The current version of the Porsche Panamera is many things, but above all else, it's fast. Even the basic version you can buy these days packs 330 horsepower from a 3.0-liter turbocharged V6, blitzes from 0 to 60 miles per hour in 5.4 seconds, and slices up corners with typical Porsche panache — and the performance only gets better as you climb the model tree.
But the good folks at Porsche didn't get where they are by resting on their laurels. So when the facelifted version of the second-generation Porsche Panamera arrives later this year, it'll do so with a revised range of powertrains that deliver more power, according to the lucky folks at Motor Authority and Car and Driver who were invited to get a sneak preview of the new models before they're revealed in late August.
That 3.0-liter turbo six in the base model? It's gone, replaced with a detuned version of the twin-turbo 2.9-liter V6 found in the Panamera 4S (and the Cayenne S, and the Audi S6 / S7 / RS 5). Horsepower should remain at 330, though the 4S might see its ouput rise to 450 to create a little more distance between it and its new engine twin. If you're worried that'll put it too close to the twin turbo V8-powered Panamera GTS, fear not; that model is expected to climb to 473 hp.
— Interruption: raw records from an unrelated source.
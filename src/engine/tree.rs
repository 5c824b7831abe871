//! Tree mutation - attach and detach with the single-parent invariant.
//!
//! The scene graph is a strict tree: a component has at most one parent at
//! any time, children are kept in insertion order, and cycles are rejected
//! at the attach boundary so traversal always terminates.

use super::{arrays::core, registry};
use crate::error::{Error, Result};
use crate::types::ComponentId;

/// Attach `child` at the end of `parent`'s child sequence.
///
/// If the child is already attached elsewhere (or earlier in the same
/// container) it is detached first, so it ends up exactly once, last.
///
/// Fails when:
/// - either handle is no longer allocated
/// - `parent` is a leaf kind
/// - `child` is a Window (windows are roots)
/// - the attachment would make `child` its own ancestor
pub fn attach(parent: ComponentId, child: ComponentId) -> Result<()> {
    if !registry::is_allocated(parent) {
        return Err(Error::Unallocated(parent));
    }
    if !registry::is_allocated(child) {
        return Err(Error::Unallocated(child));
    }

    let parent_kind = core::kind(parent);
    if !parent_kind.is_container() {
        return Err(Error::NotAContainer(parent_kind));
    }
    if core::kind(child) == crate::types::ComponentKind::Window {
        return Err(Error::WindowNotAttachable);
    }
    if child == parent || is_ancestor(child, parent) {
        return Err(Error::WouldCycle);
    }

    // Single-parent invariant: unlink from the current parent first
    if let Some(old_parent) = core::parent(child) {
        core::remove_child(old_parent, child);
    }

    core::set_parent(child, Some(parent));
    core::push_child(parent, child);

    tracing::debug!(
        parent = %parent,
        child = %child,
        kind = %core::kind(child),
        "attached component"
    );
    Ok(())
}

/// Detach `child` from its parent, leaving it a free-standing root.
///
/// No-op if the child has no parent.
pub fn detach(child: ComponentId) -> Result<()> {
    if !registry::is_allocated(child) {
        return Err(Error::Unallocated(child));
    }
    if let Some(parent) = core::parent(child) {
        core::remove_child(parent, child);
        core::set_parent(child, None);
        tracing::debug!(parent = %parent, child = %child, "detached component");
    }
    Ok(())
}

/// Whether `ancestor` appears on `node`'s parent chain.
pub fn is_ancestor(ancestor: ComponentId, node: ComponentId) -> bool {
    let mut current = core::parent(node);
    while let Some(id) = current {
        if id == ancestor {
            return true;
        }
        current = core::parent(id);
    }
    false
}

#[cfg(test)]
mod tests {
    use super::*;
    use crate::engine::registry::{allocate_index, reset_registry};
    use crate::types::ComponentKind;

    fn setup() {
        reset_registry();
    }

    fn node(kind: ComponentKind) -> ComponentId {
        let id = allocate_index(None);
        core::set_kind(id, kind);
        id
    }

    #[test]
    fn test_attach_appends_in_order() {
        setup();

        let panel = node(ComponentKind::Panel);
        let a = node(ComponentKind::Label);
        let b = node(ComponentKind::Label);

        attach(panel, a).unwrap();
        attach(panel, b).unwrap();

        assert_eq!(core::children(panel), vec![a, b]);
        assert_eq!(core::parent(a), Some(panel));
        assert_eq!(core::parent(b), Some(panel));
    }

    #[test]
    fn test_reattach_moves_between_parents() {
        setup();

        let p1 = node(ComponentKind::Panel);
        let p2 = node(ComponentKind::Panel);
        let label = node(ComponentKind::Label);

        attach(p1, label).unwrap();
        attach(p2, label).unwrap();

        assert!(core::children(p1).is_empty());
        assert_eq!(core::children(p2), vec![label]);
        assert_eq!(core::parent(label), Some(p2));
    }

    #[test]
    fn test_reattach_same_parent_moves_to_end() {
        setup();

        let panel = node(ComponentKind::Panel);
        let a = node(ComponentKind::Label);
        let b = node(ComponentKind::Label);

        attach(panel, a).unwrap();
        attach(panel, b).unwrap();
        attach(panel, a).unwrap();

        // Exactly once, at the end
        assert_eq!(core::children(panel), vec![b, a]);
    }

    #[test]
    fn test_attach_to_leaf_fails() {
        setup();

        let label = node(ComponentKind::Label);
        let other = node(ComponentKind::Button);

        assert_eq!(
            attach(label, other),
            Err(Error::NotAContainer(ComponentKind::Label))
        );
    }

    #[test]
    fn test_window_is_not_attachable() {
        setup();

        let panel = node(ComponentKind::Panel);
        let window = node(ComponentKind::Window);

        assert_eq!(attach(panel, window), Err(Error::WindowNotAttachable));
    }

    #[test]
    fn test_cycle_rejected() {
        setup();

        let outer = node(ComponentKind::Panel);
        let inner = node(ComponentKind::Panel);
        attach(outer, inner).unwrap();

        assert_eq!(attach(inner, outer), Err(Error::WouldCycle));
        assert_eq!(attach(outer, outer), Err(Error::WouldCycle));
    }

    #[test]
    fn test_detach() {
        setup();

        let panel = node(ComponentKind::Panel);
        let label = node(ComponentKind::Label);
        attach(panel, label).unwrap();

        detach(label).unwrap();
        assert!(core::children(panel).is_empty());
        assert_eq!(core::parent(label), None);

        // Detaching a root is a no-op
        detach(label).unwrap();
    }
}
The big news, though, is the departure of the Panamera Turbo. That 550-hp super-sedan is kaput for 2021, replaced by a new Panamera Turbo S that uses the same twin-turbo V8 but dials it up to 630 horsepower. That doesn't mean the Panamera Turbo S E-Hybrid is gone, though; the PHEV range-topper will reportedly be dialed up to 700 horses from the current 670-hp output.
Plug-in Porsche fans will be interested to know that a new Panamera 4S E-Hybrid model will allegedly join the range, slotting between the 457-hp Panamera 4 E-Hybrid and the Turbo S E-Hybrid. The new 17.9-kWh battery pack should offer about 30 percent more electric-only range than the old 14.1-kWh version, according to the reports, so expect the cars to pack around 18 miles of EV range.
The chassis tuning and steering have reportedly been played around with to make the new Panamera handle even more sharply than the previous version, difficult as that may be for anyone who's been lucky enough to toss a PDCC-equipped Panamera through a couple turns. Blame — or give credit to — the likes of the BMW M8 Competition Gran Coupe and Mercedes-AMG GT 63 S, according to C/D, which moved the bar for how aggressive super-fast sport sedans can be. Still, the active suspension should be even more relaxed in the comfort-minded modes, to keep the butts in those fancy seats from being thumped by rough road surfaces when the driver wants to take things easy.
In terms of design changes, don't expect a revolution. From the reports, the front and rear will be ever-so-slightly tweaked, with the Sport Design appearance package that's currently an option becoming standard for a more aggressive look. Inside, there's a new steering wheel like the one found in the latest Porsche 911, as well as a faster infotainment screen.
And thankfully for those of us who like our speedy family cars in a wide variety of body styles, Porsche will continue to offer the Panamera in three different shapes: the regular fastback sedan, the extended-wheelbase Executive version, and — our favorite — the Sport Turismo station wagon.